- [EXERCISE BRIEF]
Copy out lines with the word "skipped" from the material that follows.

- [LISTED ENTRIES]
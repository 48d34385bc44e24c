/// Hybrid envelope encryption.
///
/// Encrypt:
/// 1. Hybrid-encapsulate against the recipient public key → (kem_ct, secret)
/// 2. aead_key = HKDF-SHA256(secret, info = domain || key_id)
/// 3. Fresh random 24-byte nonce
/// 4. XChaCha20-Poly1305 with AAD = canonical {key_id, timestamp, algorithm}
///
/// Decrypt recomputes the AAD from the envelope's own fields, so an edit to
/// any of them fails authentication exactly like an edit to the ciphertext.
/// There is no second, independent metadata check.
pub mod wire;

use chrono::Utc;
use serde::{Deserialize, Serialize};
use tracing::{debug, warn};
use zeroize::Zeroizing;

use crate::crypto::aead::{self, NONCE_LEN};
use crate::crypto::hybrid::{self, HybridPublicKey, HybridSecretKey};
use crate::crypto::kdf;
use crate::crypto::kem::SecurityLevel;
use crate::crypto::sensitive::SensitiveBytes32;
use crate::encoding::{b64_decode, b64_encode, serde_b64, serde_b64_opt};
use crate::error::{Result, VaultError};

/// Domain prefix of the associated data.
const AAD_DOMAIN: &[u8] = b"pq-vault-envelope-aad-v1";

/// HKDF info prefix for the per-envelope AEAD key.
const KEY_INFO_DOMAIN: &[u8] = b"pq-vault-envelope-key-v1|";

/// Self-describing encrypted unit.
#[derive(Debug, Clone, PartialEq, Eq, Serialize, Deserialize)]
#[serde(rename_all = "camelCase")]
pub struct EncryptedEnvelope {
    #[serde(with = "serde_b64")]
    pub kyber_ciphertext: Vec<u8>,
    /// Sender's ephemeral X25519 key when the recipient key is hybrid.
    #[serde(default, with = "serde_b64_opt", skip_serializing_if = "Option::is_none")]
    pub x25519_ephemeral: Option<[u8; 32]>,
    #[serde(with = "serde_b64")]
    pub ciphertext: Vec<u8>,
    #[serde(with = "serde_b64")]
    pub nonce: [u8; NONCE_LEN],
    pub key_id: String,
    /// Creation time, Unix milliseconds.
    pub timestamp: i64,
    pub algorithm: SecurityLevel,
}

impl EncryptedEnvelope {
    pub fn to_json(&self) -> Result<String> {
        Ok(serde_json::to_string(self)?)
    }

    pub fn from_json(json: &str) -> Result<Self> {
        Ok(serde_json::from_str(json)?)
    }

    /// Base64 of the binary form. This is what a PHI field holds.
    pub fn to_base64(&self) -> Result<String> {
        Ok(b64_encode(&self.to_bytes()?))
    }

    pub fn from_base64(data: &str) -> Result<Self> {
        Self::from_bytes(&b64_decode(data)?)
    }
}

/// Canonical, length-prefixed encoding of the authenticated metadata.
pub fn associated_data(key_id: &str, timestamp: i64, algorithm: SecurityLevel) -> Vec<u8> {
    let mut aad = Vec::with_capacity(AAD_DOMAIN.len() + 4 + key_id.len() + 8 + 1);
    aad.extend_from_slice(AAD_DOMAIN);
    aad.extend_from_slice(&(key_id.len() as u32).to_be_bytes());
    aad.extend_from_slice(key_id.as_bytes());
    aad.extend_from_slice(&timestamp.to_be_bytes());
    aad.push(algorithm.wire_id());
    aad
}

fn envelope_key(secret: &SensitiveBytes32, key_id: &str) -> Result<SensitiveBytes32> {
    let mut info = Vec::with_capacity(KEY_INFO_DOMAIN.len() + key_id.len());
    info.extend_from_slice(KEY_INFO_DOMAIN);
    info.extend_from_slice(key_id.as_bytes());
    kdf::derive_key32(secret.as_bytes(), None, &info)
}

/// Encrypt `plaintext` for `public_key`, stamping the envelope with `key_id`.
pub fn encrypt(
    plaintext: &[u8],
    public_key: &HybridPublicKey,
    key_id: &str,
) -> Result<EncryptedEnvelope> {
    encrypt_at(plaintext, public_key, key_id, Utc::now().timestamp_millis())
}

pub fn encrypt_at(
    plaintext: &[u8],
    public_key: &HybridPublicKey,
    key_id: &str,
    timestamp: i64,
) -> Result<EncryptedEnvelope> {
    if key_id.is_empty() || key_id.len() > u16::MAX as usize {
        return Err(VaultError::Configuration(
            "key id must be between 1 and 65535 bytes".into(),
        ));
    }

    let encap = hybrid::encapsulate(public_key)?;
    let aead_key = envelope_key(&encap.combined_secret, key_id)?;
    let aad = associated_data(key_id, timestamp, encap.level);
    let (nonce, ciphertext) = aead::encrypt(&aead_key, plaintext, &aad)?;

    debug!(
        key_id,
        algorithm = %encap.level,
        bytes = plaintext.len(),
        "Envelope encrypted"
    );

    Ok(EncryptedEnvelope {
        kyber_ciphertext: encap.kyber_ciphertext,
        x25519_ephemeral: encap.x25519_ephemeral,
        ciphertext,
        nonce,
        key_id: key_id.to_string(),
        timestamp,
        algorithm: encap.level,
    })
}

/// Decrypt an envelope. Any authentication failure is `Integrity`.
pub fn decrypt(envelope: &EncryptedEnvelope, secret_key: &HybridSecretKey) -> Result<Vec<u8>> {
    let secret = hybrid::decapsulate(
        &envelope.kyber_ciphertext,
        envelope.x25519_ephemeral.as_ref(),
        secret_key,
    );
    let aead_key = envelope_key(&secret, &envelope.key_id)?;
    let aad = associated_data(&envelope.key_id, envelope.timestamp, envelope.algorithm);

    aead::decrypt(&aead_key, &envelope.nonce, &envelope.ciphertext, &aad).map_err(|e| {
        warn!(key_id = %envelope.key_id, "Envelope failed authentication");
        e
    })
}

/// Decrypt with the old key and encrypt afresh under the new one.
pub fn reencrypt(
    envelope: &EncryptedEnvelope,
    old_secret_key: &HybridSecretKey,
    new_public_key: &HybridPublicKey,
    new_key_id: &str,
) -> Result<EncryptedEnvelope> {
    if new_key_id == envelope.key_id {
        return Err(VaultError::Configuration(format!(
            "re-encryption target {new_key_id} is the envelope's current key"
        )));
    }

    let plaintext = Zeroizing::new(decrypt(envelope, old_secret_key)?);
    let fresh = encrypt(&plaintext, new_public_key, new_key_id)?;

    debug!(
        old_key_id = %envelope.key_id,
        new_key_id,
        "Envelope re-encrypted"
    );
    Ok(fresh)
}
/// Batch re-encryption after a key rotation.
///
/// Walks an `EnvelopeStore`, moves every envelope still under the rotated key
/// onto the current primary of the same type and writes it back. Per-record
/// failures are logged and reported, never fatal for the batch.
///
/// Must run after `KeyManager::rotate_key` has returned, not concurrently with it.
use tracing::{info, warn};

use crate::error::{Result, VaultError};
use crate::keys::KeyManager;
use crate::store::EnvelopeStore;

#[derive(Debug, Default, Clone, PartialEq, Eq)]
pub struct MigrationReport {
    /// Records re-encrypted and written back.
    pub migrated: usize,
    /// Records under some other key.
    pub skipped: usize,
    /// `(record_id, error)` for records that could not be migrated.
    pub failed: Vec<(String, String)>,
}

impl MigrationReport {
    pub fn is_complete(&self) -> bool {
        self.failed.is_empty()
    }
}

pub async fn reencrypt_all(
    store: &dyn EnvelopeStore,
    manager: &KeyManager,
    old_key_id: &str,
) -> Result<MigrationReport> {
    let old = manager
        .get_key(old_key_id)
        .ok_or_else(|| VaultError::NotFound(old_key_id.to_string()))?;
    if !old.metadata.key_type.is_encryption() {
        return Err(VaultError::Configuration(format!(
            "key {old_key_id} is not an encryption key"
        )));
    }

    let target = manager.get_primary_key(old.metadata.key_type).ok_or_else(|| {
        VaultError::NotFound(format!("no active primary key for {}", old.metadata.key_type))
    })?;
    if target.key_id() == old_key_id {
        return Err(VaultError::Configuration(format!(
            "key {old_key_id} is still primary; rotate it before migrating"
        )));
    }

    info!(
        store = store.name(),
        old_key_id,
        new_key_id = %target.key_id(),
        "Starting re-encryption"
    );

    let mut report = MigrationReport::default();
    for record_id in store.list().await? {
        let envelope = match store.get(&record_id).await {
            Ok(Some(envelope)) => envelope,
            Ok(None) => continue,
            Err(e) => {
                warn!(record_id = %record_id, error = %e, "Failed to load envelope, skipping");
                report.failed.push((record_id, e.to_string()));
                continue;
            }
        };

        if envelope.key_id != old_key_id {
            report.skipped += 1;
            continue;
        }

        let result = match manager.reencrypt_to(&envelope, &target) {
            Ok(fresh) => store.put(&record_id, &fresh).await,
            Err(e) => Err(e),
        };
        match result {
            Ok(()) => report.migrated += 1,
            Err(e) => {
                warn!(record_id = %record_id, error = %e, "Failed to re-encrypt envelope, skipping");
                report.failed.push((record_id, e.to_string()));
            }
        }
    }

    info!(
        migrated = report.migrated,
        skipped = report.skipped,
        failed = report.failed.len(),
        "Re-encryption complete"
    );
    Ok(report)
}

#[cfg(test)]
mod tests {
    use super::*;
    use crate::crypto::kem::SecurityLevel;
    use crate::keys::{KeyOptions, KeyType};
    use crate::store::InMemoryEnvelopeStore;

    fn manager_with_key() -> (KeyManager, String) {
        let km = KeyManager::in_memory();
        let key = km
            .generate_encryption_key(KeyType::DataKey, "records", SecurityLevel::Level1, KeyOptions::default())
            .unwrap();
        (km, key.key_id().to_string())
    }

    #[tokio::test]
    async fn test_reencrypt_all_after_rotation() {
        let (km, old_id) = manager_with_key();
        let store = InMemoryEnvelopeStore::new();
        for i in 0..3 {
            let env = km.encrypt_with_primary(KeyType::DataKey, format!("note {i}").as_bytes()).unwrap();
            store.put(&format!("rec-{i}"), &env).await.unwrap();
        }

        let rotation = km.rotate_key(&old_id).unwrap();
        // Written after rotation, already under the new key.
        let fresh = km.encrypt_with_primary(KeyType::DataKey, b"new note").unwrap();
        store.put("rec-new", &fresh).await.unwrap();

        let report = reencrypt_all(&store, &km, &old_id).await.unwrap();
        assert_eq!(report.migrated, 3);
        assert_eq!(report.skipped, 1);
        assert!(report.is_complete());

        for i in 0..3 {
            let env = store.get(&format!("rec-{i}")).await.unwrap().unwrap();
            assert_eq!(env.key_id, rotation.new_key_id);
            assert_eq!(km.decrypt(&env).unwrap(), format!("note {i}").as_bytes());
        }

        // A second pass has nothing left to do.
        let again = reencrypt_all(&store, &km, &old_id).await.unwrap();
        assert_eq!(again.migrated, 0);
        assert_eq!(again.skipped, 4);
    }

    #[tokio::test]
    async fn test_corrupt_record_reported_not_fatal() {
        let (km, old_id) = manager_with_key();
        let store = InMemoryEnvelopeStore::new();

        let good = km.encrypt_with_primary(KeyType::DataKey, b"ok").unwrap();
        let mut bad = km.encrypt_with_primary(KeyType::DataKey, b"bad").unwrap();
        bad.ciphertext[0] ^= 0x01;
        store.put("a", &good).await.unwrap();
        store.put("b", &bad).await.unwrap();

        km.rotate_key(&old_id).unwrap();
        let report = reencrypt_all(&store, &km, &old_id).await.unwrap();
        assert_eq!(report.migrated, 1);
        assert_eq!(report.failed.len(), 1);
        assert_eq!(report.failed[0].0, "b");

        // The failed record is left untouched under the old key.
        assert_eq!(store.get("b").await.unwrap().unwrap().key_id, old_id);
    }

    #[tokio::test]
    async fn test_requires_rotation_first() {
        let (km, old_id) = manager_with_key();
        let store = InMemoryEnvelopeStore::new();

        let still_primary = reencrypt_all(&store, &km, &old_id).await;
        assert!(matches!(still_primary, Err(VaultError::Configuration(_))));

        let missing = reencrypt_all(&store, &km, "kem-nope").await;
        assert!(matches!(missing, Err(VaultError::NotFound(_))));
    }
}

- [SOLUTION TO THIS PROBLEM]
    pub skipped: usize,
            report.skipped += 1;
        skipped = report.skipped,
        assert_eq!(report.skipped, 1);
        assert_eq!(again.skipped, 4);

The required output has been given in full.